Potenzstörungen

Potenzstörungen oder die erektile Dysfunktion nimmt mit zunehmendem Alter zu und betrifft ca. jeden 10. Mann der unter 50-jährigen und bereits jeden 3. Mann der 60-69-jährigen. Vermutlich liegt die Häufigkeit noch sehr viel höher, da viele Männer wegen eines Schamgefühls nicht darüber sprechen wollen. Ursächlich liegt meist eine gestörte Durchblutung des Penis vor. Diese kann durch Erkrankungen der Penis- oder Beckengefäße entstehen.
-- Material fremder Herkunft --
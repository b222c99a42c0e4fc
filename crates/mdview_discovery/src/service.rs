//! The ensure-running state machine.
//!
//! Produces a guaranteed-reachable port for a client to use, starting a new
//! server process only when no live one is advertised:
//!
//! 1. Read the advertisement file; probe the advertised port.
//! 2. Reachable: return that port (fast path, no spawn).
//! 3. Otherwise launch the server detached and poll read-then-probe on a
//!    fixed interval until it answers or the attempt budget runs out.
//!
//! Two clients racing through step 3 may both spawn a server; the later
//! advertisement overwrites the earlier one and the losing server just
//! idles. That inefficiency is accepted instead of a lock, this is a
//! single-user local tool.

use crate::advertisement::PortAdvertisement;
use crate::launcher::{LaunchSpec, ProcessLauncher};
use crate::probe::ReachabilityProbe;
use crate::retry::retry_with_fixed_delay;
use crate::DiscoveryError;
use std::path::PathBuf;
use std::time::Duration;

/// Tunables of the discovery protocol.
#[derive(Debug, Clone)]
pub struct DiscoverySettings {
    /// How long a single reachability probe may take.
    pub probe_timeout: Duration,
    /// Delay between two polling attempts after a spawn.
    pub poll_interval: Duration,
    /// Polling attempt budget; exhausting it fails the discovery.
    pub max_attempts: usize,
}

impl Default for DiscoverySettings {
    fn default() -> Self {
        Self {
            probe_timeout: Duration::from_millis(1000),
            poll_interval: Duration::from_millis(500),
            max_attempts: 20,
        }
    }
}

/// Discovery of a live preview server, configured with the advertisement
/// path and probe/poll timing. One value per client invocation; the result
/// is not cached across invocations.
#[derive(Debug)]
pub struct DiscoveryService {
    advertisement: PortAdvertisement,
    probe: ReachabilityProbe,
    poll_interval: Duration,
    max_attempts: usize,
}

impl DiscoveryService {
    pub fn new(port_file: impl Into<PathBuf>, settings: DiscoverySettings) -> Self {
        Self {
            advertisement: PortAdvertisement::new(port_file),
            probe: ReachabilityProbe::new(settings.probe_timeout),
            poll_interval: settings.poll_interval,
            max_attempts: settings.max_attempts,
        }
    }

    pub fn advertisement(&self) -> &PortAdvertisement {
        &self.advertisement
    }

    /// Returns the port of a live preview server, launching `server` via
    /// `launcher` if no advertised server answers.
    ///
    /// # Errors
    ///
    /// [`DiscoveryError::Launch`] if the spawn itself fails, and
    /// [`DiscoveryError::ServerUnresponsive`] if the freshly started server
    /// never becomes reachable within the attempt budget. Neither is retried
    /// here; the caller decides how to surface the failure.
    pub async fn ensure_running(
        &self,
        launcher: &dyn ProcessLauncher,
        server: &LaunchSpec,
    ) -> Result<u16, DiscoveryError> {
        if let Some(port) = self.check_advertised().await {
            tracing::debug!(port, "Reusing already running preview server");
            return Ok(port);
        }

        let handle = launcher.launch(server).map_err(DiscoveryError::Launch)?;
        tracing::debug!(pid = handle.pid, "No live server found, launched a new one");

        retry_with_fixed_delay(self.max_attempts, self.poll_interval, || {
            self.check_advertised()
        })
        .await
        .ok_or(DiscoveryError::ServerUnresponsive)
    }

    /// One read-then-probe pass: the advertised port, if it actually answers.
    async fn check_advertised(&self) -> Option<u16> {
        let port = self.advertisement.read()?;
        self.probe.is_reachable(port).await.then_some(port)
    }
}

#[cfg(test)]
mod tests {
    use super::*;
    use crate::launcher::ProcessHandle;
    use crate::probe::tests::{dead_port, spawn_http_stub};
    use std::sync::atomic::{AtomicBool, Ordering};
    use std::sync::Arc;

    /// Records whether a launch happened and runs an optional side effect in
    /// place of a real spawn.
    #[derive(Default)]
    struct RecordingLauncher {
        launched: Arc<AtomicBool>,
        side_effect: Option<Box<dyn Fn() + Send + Sync>>,
    }

    impl ProcessLauncher for RecordingLauncher {
        fn launch(&self, _spec: &LaunchSpec) -> std::io::Result<ProcessHandle> {
            self.launched.store(true, Ordering::SeqCst);
            if let Some(side_effect) = &self.side_effect {
                side_effect();
            }
            Ok(ProcessHandle { pid: 0 })
        }
    }

    struct FailingLauncher;

    impl ProcessLauncher for FailingLauncher {
        fn launch(&self, _spec: &LaunchSpec) -> std::io::Result<ProcessHandle> {
            Err(std::io::Error::new(
                std::io::ErrorKind::NotFound,
                "no such program",
            ))
        }
    }

    fn fast_settings() -> DiscoverySettings {
        DiscoverySettings {
            probe_timeout: Duration::from_millis(200),
            poll_interval: Duration::from_millis(20),
            max_attempts: 10,
        }
    }

    fn server_spec() -> LaunchSpec {
        LaunchSpec::new("mdview").arg("serve").arg("--no-browser")
    }

    #[tokio::test]
    async fn test_fast_path_reuses_live_server_without_spawning() {
        let dir = tempfile::tempdir().unwrap();
        let port_file = dir.path().join("server.port");

        let port = spawn_http_stub().await;
        std::fs::write(&port_file, port.to_string()).unwrap();

        let service = DiscoveryService::new(&port_file, fast_settings());
        let launcher = RecordingLauncher::default();
        let discovered = service
            .ensure_running(&launcher, &server_spec())
            .await
            .unwrap();

        assert_eq!(discovered, port);
        assert!(!launcher.launched.load(Ordering::SeqCst));
    }

    #[tokio::test]
    async fn test_absent_advertisement_spawns() {
        let dir = tempfile::tempdir().unwrap();
        let port_file = dir.path().join("server.port");

        // Simulated server: binds a stub and advertises it once "launched".
        let advertised_port = spawn_http_stub().await;
        let port_file_for_launch = port_file.clone();
        let launcher = RecordingLauncher {
            launched: Arc::new(AtomicBool::new(false)),
            side_effect: Some(Box::new(move || {
                std::fs::write(&port_file_for_launch, advertised_port.to_string()).unwrap();
            })),
        };

        let service = DiscoveryService::new(&port_file, fast_settings());
        let discovered = service
            .ensure_running(&launcher, &server_spec())
            .await
            .unwrap();

        assert_eq!(discovered, advertised_port);
        assert!(launcher.launched.load(Ordering::SeqCst));
    }

    #[tokio::test]
    async fn test_stale_advertisement_spawns_and_finds_new_port() {
        let dir = tempfile::tempdir().unwrap();
        let port_file = dir.path().join("server.port");

        let stale_port = dead_port().await;
        std::fs::write(&port_file, stale_port.to_string()).unwrap();

        let fresh_port = spawn_http_stub().await;
        let port_file_for_launch = port_file.clone();
        let launcher = RecordingLauncher {
            launched: Arc::new(AtomicBool::new(false)),
            side_effect: Some(Box::new(move || {
                std::fs::write(&port_file_for_launch, fresh_port.to_string()).unwrap();
            })),
        };

        let service = DiscoveryService::new(&port_file, fast_settings());
        let discovered = service
            .ensure_running(&launcher, &server_spec())
            .await
            .unwrap();

        assert_eq!(discovered, fresh_port);
        assert_ne!(discovered, stale_port);
        assert!(launcher.launched.load(Ordering::SeqCst));
    }

    #[tokio::test]
    async fn test_server_that_never_answers_times_out() {
        let dir = tempfile::tempdir().unwrap();
        let port_file = dir.path().join("server.port");

        // "Launch" does nothing: no advertisement ever shows up.
        let service = DiscoveryService::new(
            &port_file,
            DiscoverySettings {
                probe_timeout: Duration::from_millis(50),
                poll_interval: Duration::from_millis(10),
                max_attempts: 3,
            },
        );
        let launcher = RecordingLauncher::default();
        let err = service
            .ensure_running(&launcher, &server_spec())
            .await
            .unwrap_err();

        assert!(matches!(err, DiscoveryError::ServerUnresponsive));
        assert!(launcher.launched.load(Ordering::SeqCst));
    }

    #[tokio::test]
    async fn test_spawn_failure_propagates_immediately() {
        let dir = tempfile::tempdir().unwrap();
        let service = DiscoveryService::new(dir.path().join("server.port"), fast_settings());

        let err = service
            .ensure_running(&FailingLauncher, &server_spec())
            .await
            .unwrap_err();

        assert!(matches!(err, DiscoveryError::Launch(_)));
    }
}
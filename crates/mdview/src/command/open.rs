use anyhow::{Context, Result};
use clap::Parser;
use mdview_config::Config;
use mdview_discovery::{DetachedLauncher, DiscoveryService, DiscoverySettings, LaunchSpec};
use mdview_server::{preview_url, PreviewTarget};
use std::time::Duration;

/// The discovery client: reuse a live preview server when one is advertised,
/// start a fresh one otherwise, then open the preview.
#[derive(Parser, Debug)]
pub struct Open {
    /// Markdown file or URL to preview; defaults to the home page.
    pub target: Option<String>,

    /// Print the preview URL to stdout instead of opening a browser.
    ///
    /// Intended for editor integrations that embed the URL themselves.
    #[clap(long)]
    pub print_url: bool,

    /// Request the chrome-less rendering used by editor preview panes.
    #[clap(long)]
    pub embed: bool,
}

impl Open {
    pub async fn run(self, config: &Config) -> Result<()> {
        let discovery = &config.discovery;
        let service = DiscoveryService::new(
            discovery.port_file_path(),
            DiscoverySettings {
                probe_timeout: Duration::from_millis(discovery.probe_timeout_ms),
                poll_interval: Duration::from_millis(discovery.poll_interval_ms),
                max_attempts: discovery.max_attempts,
            },
        );

        let current_exe = std::env::current_exe().context("cannot locate the mdview binary")?;
        let server = LaunchSpec::new(current_exe).arg("serve").arg("--no-browser");

        let port = service.ensure_running(&DetachedLauncher, &server).await?;

        let target = match self.target.as_deref() {
            Some(arg) => {
                PreviewTarget::classify(arg).with_context(|| format!("File not found: {arg}"))?
            }
            None => PreviewTarget::Home,
        };

        let url = preview_url(port, &target, self.embed);

        if self.print_url {
            println!("{url}");
        } else {
            webbrowser::open(&url).context("failed to open the browser")?;
        }

        Ok(())
    }
}
use crate::command;
use anyhow::{anyhow, Result};
use clap::Parser;
use mdview_config::Config;
use std::path::PathBuf;

#[derive(Parser, Debug)]
pub enum Cmd {
    /// Run the preview server on an OS-assigned ephemeral port.
    #[clap(name = "serve")]
    Serve(command::serve::Serve),

    /// Locate a running preview server (starting one if needed) and open a
    /// preview against it.
    #[clap(name = "open")]
    Open(command::open::Open),
}

/// mdview CLI arguments.
#[derive(Parser, Debug)]
pub struct Args {
    /// Enable the logging system.
    #[clap(long)]
    pub log: Option<PathBuf>,

    /// Specify the path of the config file.
    #[clap(long)]
    pub config_file: Option<PathBuf>,
}

impl Cmd {
    pub async fn run(self, args: Args) -> Result<()> {
        let (config, config_err) = mdview_config::load_config_on_startup(args.config_file.clone());

        let _logging_guard = init_logging(&args, config)?;

        if let Some(err) = config_err {
            tracing::warn!(%err, "Malformed config file, falling back to defaults");
        }

        match self {
            Self::Serve(serve) => serve.run(config).await,
            Self::Open(open) => open.run(config).await,
        }
    }
}

/// Initializes tracing: a non-blocking file subscriber when a log path is
/// given via `--log`, `MDVIEW_LOG_PATH` or the config file, a stderr
/// subscriber otherwise. The returned guard must stay alive for the file
/// writer to flush.
fn init_logging(
    args: &Args,
    config: &Config,
) -> Result<Option<tracing_appender::non_blocking::WorkerGuard>> {
    let maybe_log = if let Some(log_path) = args.log.clone() {
        Some(log_path)
    } else if let Ok(log_path) = std::env::var("MDVIEW_LOG_PATH").map(PathBuf::from) {
        Some(log_path)
    } else {
        config.log.log_file.as_ref().map(PathBuf::from)
    };

    let Some(log_path) = maybe_log else {
        tracing_subscriber::fmt()
            .with_env_filter(
                tracing_subscriber::EnvFilter::from_default_env()
                    .add_directive("mdview=info".parse().unwrap())
                    .add_directive("mdview_server=info".parse().unwrap())
                    .add_directive("mdview_discovery=info".parse().unwrap()),
            )
            .with_writer(std::io::stderr)
            .init();
        return Ok(None);
    };

    // Start over once the log grows past 8MiB.
    if let Ok(metadata) = std::fs::metadata(&log_path) {
        if log_path.is_file() && metadata.len() > 8 * 1024 * 1024 {
            std::fs::remove_file(&log_path)?;
        }
    }

    let file_name = log_path
        .file_name()
        .ok_or_else(|| anyhow!("no file name in {log_path:?}"))?;

    let directory = log_path
        .parent()
        .ok_or_else(|| anyhow!("{log_path:?} has no parent"))?;

    let file_appender = tracing_appender::rolling::never(directory, file_name);
    let (non_blocking, guard) = tracing_appender::non_blocking(file_appender);

    let max_level = config
        .log
        .max_level
        .parse()
        .unwrap_or(tracing::Level::DEBUG);

    let subscriber = tracing_subscriber::FmtSubscriber::builder()
        .with_max_level(max_level)
        .with_line_number(true)
        .with_writer(non_blocking)
        .with_ansi(false)
        .finish();

    tracing::subscriber::set_global_default(subscriber)?;

    Ok(Some(guard))
}
//! Detached launching of the preview server process.
//!
//! Spawning sits behind the [`ProcessLauncher`] trait so discovery tests can
//! assert on (or fake) the spawn instead of forking a real process.

use std::ffi::OsString;
use std::path::PathBuf;
use std::process::{Command, Stdio};

/// What to launch: program, arguments and extra environment variables.
#[derive(Debug, Clone)]
pub struct LaunchSpec {
    pub program: PathBuf,
    pub args: Vec<OsString>,
    pub env: Vec<(OsString, OsString)>,
}

impl LaunchSpec {
    pub fn new(program: impl Into<PathBuf>) -> Self {
        Self {
            program: program.into(),
            args: Vec::new(),
            env: Vec::new(),
        }
    }

    pub fn arg(mut self, arg: impl Into<OsString>) -> Self {
        self.args.push(arg.into());
        self
    }

    pub fn env(mut self, key: impl Into<OsString>, value: impl Into<OsString>) -> Self {
        self.env.push((key.into(), value.into()));
        self
    }
}

/// Handle to a launched process. The launch is fire-and-forget; the handle
/// only carries the pid for logging.
#[derive(Debug, Clone, Copy)]
pub struct ProcessHandle {
    pub pid: u32,
}

pub trait ProcessLauncher {
    fn launch(&self, spec: &LaunchSpec) -> std::io::Result<ProcessHandle>;
}

/// Launches the server as a detached background process with stdio discarded.
///
/// The child is never waited on; it is expected to outlive the launching
/// client.
#[derive(Debug, Clone, Copy, Default)]
pub struct DetachedLauncher;

impl ProcessLauncher for DetachedLauncher {
    fn launch(&self, spec: &LaunchSpec) -> std::io::Result<ProcessHandle> {
        let child = Command::new(&spec.program)
            .args(&spec.args)
            .envs(spec.env.iter().map(|(k, v)| (k.as_os_str(), v.as_os_str())))
            .stdin(Stdio::null())
            .stdout(Stdio::null())
            .stderr(Stdio::null())
            .spawn()?;

        let pid = child.id();
        tracing::debug!(pid, program = ?spec.program, "Launched preview server process");
        Ok(ProcessHandle { pid })
    }
}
Durch eine spezielle Ultraschalluntersuchung dieser Gefäßabschnitte können wir diese Störungen erfassen. Bei den meisten Betroffenen gelingt durch eine medikamentöse Behandlung (Posphodiesterasehemmer) eine erfolgreiche Therapie.

 

Auf der anderen Seite haben Potenzstörungen die gleichen Risikofaktoren wie die Atherosklerose. Besonders Raucher, Diabetiker und Hypertoniker sind betroffen. Potenzstörungen sind ein Warnhinweis auf einen drohenden Herzinfarkt oder Schlaganfall. Daher sollten alle Patienten mit erektiler Dysfunktion auch einen Gefäßcheck durchführen lassen.